LA FILLE ET LA MÈRE Sarmila, 19 ans, maguy, 58 ans, arrivées en août 2012

Sur le front de mer, derrière la baie vitrée du restaurant panoramique La Gelateria, Maguy observe le ballet des ferries. Fin août 2012, cette Franco-Espagnole a traversé, à 58 ans, la Méditerranée avec sa fille de 19 ans, Sarmila. « J’ai fui le désenchantement de mon pays, je n’y avais plus d’avenir. Et ma fille encore moins : comment aurait-elle pu se construire dans un pays en ruine ? » En Espagne, le taux de chômage des jeunes culmine à 55 %. A ses côtés, Sarmila picore des nuggets. Elle hoche vigoureusement la tête quand sa mère compare la crise à « une Troisième Guerre mondiale, avec des armes économiques ». Et ajoute même : « C’est une guerre avec des victimes. Il y a une vague de suicides. » A Barcelone, Maguy était avocate, à son compte. « J’étais démunie, la justice ne fonctionne plus. Je travaillais 14 heures par jour. J’avais un tas de dossiers de gens mis à la rue. J’étais sur le point de péter les plombs. Alors, j’ai tout plaqué », confie-t-elle. Au Maroc, Maguy n’a pas besoin de travailler, une exception. Grâce à la location de son appartement barcelonais, elle coule des jours heureux. Sarmila, sa fille, étudie les sciences politiques par correspondance, suit des cours d’anglais dans un institut et fait son footing tous les matins. Elle aime sa nouvelle vie : « Ici, je me sens plus vivante. Il n’y a pas de stress, ni de peur de l’avenir ».

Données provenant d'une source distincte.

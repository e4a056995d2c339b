use dioxus::prelude::*;
use stationmap_shared::config::MapConfig;
use tracing::error;

use crate::page;

/// Full-page map container. Leaflet takes the element over once it is
/// mounted; Dioxus never re-renders it afterwards.
#[component]
pub fn StationMapView(config: MapConfig) -> Element {
    let container_id = config.container_id.clone();

    use_effect(move || {
        if let Err(err) = page::start(config.clone()) {
            error!(error = ?err, "map bootstrap failed");
        }
    });

    rsx! {
        div { id: "{container_id}" }
    }
}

LE PÈRE DE FAMILLE Antonio, 42 ans, arrivé en 2011

En cinq ans, les nouvelles constructions ont doublé au Maroc. A Tanger, il y a des grues jusque dans le quartier historique de La Medina. Et le vieux port n’y échappe pas. Antonio, 42 ans, a été recruté pour superviser le chantier d’un Hilton. Il travaille au Maroc depuis deux ans déjà. C’est l’un des premiers à s’être expatrié, dès le début de la crise. Il ne trouvait plus de contrat chez lui. Comme la plupart de ses compagnons d’exil, Antonio a traversé seul la Méditerranée. Sa femme et leurs trois enfants de 6, 9 et 11 ans sont restés au pays. « A Madrid, c’est moi qui emmenais mes enfants à l’école, je m’en occupais. Désormais, je vois ma famille un week-end par mois », confie-t-il. Il leur envoie de l’argent pour payer les factures, l’école privée. « Un expatrié qui se débrouille bien peut gagner 20 000 dirhams par mois (2 000 euros) », explique-t-il en haussant la voix pour couvrir le bruit des travaux.